### Your assignment
Only lines containing "SessionController" are wanted from the data below. Copy those lines.

### Records to process
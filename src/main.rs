use std::io::Write;
use std::time::Duration;

use clap::Parser;
use colored::Colorize;
use tokio::io::{AsyncBufReadExt, BufReader};
use tracing_subscriber::EnvFilter;

use evo_persona::cli::Args;
use evo_persona::gateway::GatewayClient;
use evo_persona::poller::EventPoller;
use evo_persona::render::TerminalRenderer;
use evo_persona::session::{SessionController, WELCOME_MESSAGE};

#[tokio::main]
async fn main() -> Result<(), Box<dyn std::error::Error>> {
    tracing_subscriber::fmt()
        .with_env_filter(EnvFilter::from_default_env())
        .with_writer(std::io::stderr)
        .init();

    let args = Args::parse();
    if args.no_color {
        colored::control::set_override(false);
    }

    let gateway = GatewayClient::builder(&args.base_url)
        .poll_interval(Duration::from_secs(args.poll_interval))
        .build();

    let mut controller = SessionController::new(gateway.clone(), TerminalRenderer::new());

    println!("{} {}", "ai  ▸".green().bold(), WELCOME_MESSAGE);
    controller.load_initial_status().await;

    // Event polling runs independently of user interaction; its output
    // overlays the chat as non-blocking notifications.
    let poller = EventPoller::new(gateway);
    let _poll_task = tokio::spawn(async move {
        let mut overlay = TerminalRenderer::new();
        poller
            .run(move |effect| {
                use evo_persona::session::EffectSink;
                overlay.handle(effect);
            })
            .await;
    });

    if args.demo {
        controller.start_demo().await;
    }
    if args.quick_evolve {
        controller.quick_evolution_test().await;
    }
    if let Some(message) = &args.message {
        controller.send_message(message).await;
    }

    println!(
        "{}",
        "type a message, or /status /reset /demo /quit  (#memory tags a memory)".dimmed()
    );

    let mut lines = BufReader::new(tokio::io::stdin()).lines();
    loop {
        prompt("> ")?;
        let Some(line) = lines.next_line().await? else {
            break;
        };
        match line.trim() {
            "/quit" | "/exit" => break,
            "/status" => controller.toggle_status_panel(),
            "/demo" => controller.start_demo().await,
            "/reset" => {
                prompt("Reset conversation? All memories and evolution progress will be lost. [y/N] ")?;
                let confirmed = matches!(
                    lines.next_line().await?.as_deref().map(str::trim),
                    Some("y") | Some("Y") | Some("yes")
                );
                controller.reset_conversation(confirmed).await;
            }
            "" => {}
            text => {
                controller.input_changed(text);
                controller.send_message(text).await;
            }
        }
    }

    Ok(())
}

fn prompt(text: &str) -> std::io::Result<()> {
    print!("{text}");
    std::io::stdout().flush()
}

### The answer
use evo_persona::session::{SessionController, WELCOME_MESSAGE};
    let mut controller = SessionController::new(gateway.clone(), TerminalRenderer::new());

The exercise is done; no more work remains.